## Exercise
Search each line below for "names", then return the lines where it appears.

Stored data entries:
··········
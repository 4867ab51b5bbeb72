use crate::core::sampler::sample_interval;
use crate::models::capture::CameraRequest;
use crate::models::pose::LandmarkSelection;
use serde::{Deserialize, Serialize};
use std::path::{Path, PathBuf};
use std::time::Duration;

#[derive(Debug, thiserror::Error)]
pub enum ConfigError {
    #[error("Config I/O error: {0}")]
    Io(#[from] std::io::Error),

    #[error("Config parse error: {0}")]
    Parse(#[from] serde_json::Error),

    #[error("Invalid configuration: {0}")]
    Invalid(String),
}

pub type ConfigResult<T> = Result<T, ConfigError>;

/// Pose tracker configuration
#[derive(Debug, Clone, Serialize, Deserialize, PartialEq)]
#[serde(default)]
pub struct TrackerConfig {
    /// Scoring endpoint that receives the captured sequence
    pub backend_url: String,
    /// Captures per second while recording
    pub capture_fps: f64,
    /// Keypoints at or below this confidence are dropped (0.0-1.0)
    pub min_confidence: f32,
    /// Landmark allow-list
    pub landmarks: LandmarkSelection,
    /// Detection loop tick, stands in for the display refresh
    pub frame_tick_ms: u64,
    /// Upper bound on a scoring request
    pub request_timeout_secs: u64,
    /// Camera to request on startup
    pub camera: CameraRequest,
    /// ONNX pose model (used with the `ml-onnx` feature)
    pub model_path: PathBuf,
    /// Directory of precomputed reference pose sequences
    pub reference_pose_dir: PathBuf,
    /// Frame rate the reference sequences were extracted at
    pub reference_fps: u32,
    /// Persisted login state (bearer token, user id)
    pub session_store_path: PathBuf,
}

impl Default for TrackerConfig {
    fn default() -> Self {
        let data_dir = Self::data_dir();

        Self {
            backend_url: "http://localhost:8000/api/pose/compare".to_string(),
            capture_fps: 10.0,
            min_confidence: 0.2,
            landmarks: LandmarkSelection::All,
            frame_tick_ms: 16,
            request_timeout_secs: 30,
            camera: CameraRequest::default(),
            model_path: PathBuf::from("models/movenet_lightning.onnx"),
            reference_pose_dir: PathBuf::from("reference_poses"),
            reference_fps: 15,
            session_store_path: data_dir.join("session.json"),
        }
    }
}

impl TrackerConfig {
    /// Load configuration from the default location, creating it with defaults if missing
    pub fn load() -> ConfigResult<Self> {
        let config_path = Self::get_config_path();

        if config_path.exists() {
            Self::load_from(&config_path)
        } else {
            let config = Self::default();
            config.save()?;
            Ok(config)
        }
    }

    pub fn load_from(path: &Path) -> ConfigResult<Self> {
        let contents = std::fs::read_to_string(path)?;
        let config: TrackerConfig = serde_json::from_str(&contents)?;
        config.validate()?;
        Ok(config)
    }

    /// Save configuration to the default location
    pub fn save(&self) -> ConfigResult<()> {
        self.save_to(&Self::get_config_path())
    }

    pub fn save_to(&self, path: &Path) -> ConfigResult<()> {
        self.validate()?;

        if let Some(parent) = path.parent() {
            std::fs::create_dir_all(parent)?;
        }

        let contents = serde_json::to_string_pretty(self)?;
        std::fs::write(path, contents)?;

        Ok(())
    }

    /// Validate configuration values
    pub fn validate(&self) -> ConfigResult<()> {
        if !(self.backend_url.starts_with("http://") || self.backend_url.starts_with("https://")) {
            return Err(ConfigError::Invalid(format!(
                "Invalid backend URL: {}. Must start with http:// or https://",
                self.backend_url
            )));
        }

        if !self.capture_fps.is_finite() || self.capture_fps <= 0.0 {
            return Err(ConfigError::Invalid(format!(
                "Invalid capture FPS: {}. Must be greater than 0",
                self.capture_fps
            )));
        }

        if !(0.0..=1.0).contains(&self.min_confidence) {
            return Err(ConfigError::Invalid(format!(
                "Invalid confidence threshold: {}. Must be between 0.0 and 1.0",
                self.min_confidence
            )));
        }

        if let LandmarkSelection::Custom(names) = &self.landmarks {
            if names.is_empty() {
                return Err(ConfigError::Invalid(
                    "Custom landmark list cannot be empty".to_string(),
                ));
            }
        }

        if self.frame_tick_ms == 0 || self.frame_tick_ms > 1000 {
            return Err(ConfigError::Invalid(format!(
                "Invalid frame tick: {}ms. Must be between 1 and 1000",
                self.frame_tick_ms
            )));
        }

        if self.request_timeout_secs == 0 || self.request_timeout_secs > 600 {
            return Err(ConfigError::Invalid(format!(
                "Invalid request timeout: {}s. Must be between 1 and 600",
                self.request_timeout_secs
            )));
        }

        if self.reference_fps == 0 || self.reference_fps > 120 {
            return Err(ConfigError::Invalid(format!(
                "Invalid reference FPS: {}. Must be between 1 and 120",
                self.reference_fps
            )));
        }

        Ok(())
    }

    /// Reset to default configuration
    pub fn reset() -> ConfigResult<Self> {
        let config = Self::default();
        config.save()?;
        Ok(config)
    }

    pub fn sample_interval(&self) -> Duration {
        sample_interval(self.capture_fps)
    }

    pub fn frame_tick(&self) -> Duration {
        Duration::from_millis(self.frame_tick_ms)
    }

    pub fn request_timeout(&self) -> Duration {
        Duration::from_secs(self.request_timeout_secs)
    }

    /// Get the configuration file path
    pub fn get_config_path() -> PathBuf {
        Self::data_dir().join("settings.json")
    }

    fn data_dir() -> PathBuf {
        let home = std::env::var("HOME")
            .or_else(|_| std::env::var("USERPROFILE"))
            .unwrap_or_else(|_| ".".to_string());

        let mut path = PathBuf::from(home);
        path.push(".pose_capture");
        path
    }
}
··········
## Task output
        if let LandmarkSelection::Custom(names) = &self.landmarks {
            if names.is_empty() {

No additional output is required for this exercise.